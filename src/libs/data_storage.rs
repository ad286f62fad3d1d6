//! Platform-specific location of the lenslog data directory.
//!
//! The database and `config.json` both live here:
//! - **Windows**: `%LOCALAPPDATA%\lenslog\lenslog`
//! - **macOS**: `~/Library/Application Support/lenslog/lenslog`
//! - **Linux**: `~/.local/share/lenslog/lenslog`

use anyhow::Result;
use std::env::consts::OS;
use std::env::var;
use std::fs;
use std::path::{Path, PathBuf};

include!(concat!(env!("OUT_DIR"), "/app_metadata.rs"));

pub const VENDOR_NAME: &str = APP_METADATA_OWNER;
pub const APP_NAME: &str = APP_METADATA_NAME;

#[derive(Debug, Clone)]
pub struct DataStorage {
    base_path: PathBuf,
}

impl DataStorage {
    pub fn new() -> Self {
        let base_path = match OS {
            "windows" => var("LOCALAPPDATA").unwrap_or_else(|_| ".".into()),
            "macos" => var("HOME").unwrap_or_else(|_| ".".into()) + "/Library/Application Support",
            _ => var("HOME").unwrap_or_else(|_| ".".into()) + "/.local/share",
        };
        let base_path = Path::new(&base_path).join(VENDOR_NAME).join(APP_NAME);

        Self { base_path }
    }

    /// Uses an explicit directory instead of the platform default.
    pub fn with_base<P: Into<PathBuf>>(base_path: P) -> Self {
        Self { base_path: base_path.into() }
    }

    /// Resolves `file_name` inside the data directory, creating the directory on first use.
    pub fn get_path(&self, file_name: &str) -> Result<PathBuf> {
        if !self.base_path.exists() {
            fs::create_dir_all(&self.base_path)?;
        }
        Ok(self.base_path.join(file_name))
    }
}

impl Default for DataStorage {
    fn default() -> Self {
        Self::new()
    }
}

• **Work required**
Your response should be the exact lines running from the one with "pub fn get_path(&self, file_name: &str)" to the final line of the material above.

• **Exercise solution**
    pub fn get_path(&self, file_name: &str) -> Result<PathBuf> {
        if !self.base_path.exists() {
            fs::create_dir_all(&self.base_path)?;
        }
        Ok(self.base_path.join(file_name))
    }
}

impl Default for DataStorage {
    fn default() -> Self {
        Self::new()
    }
}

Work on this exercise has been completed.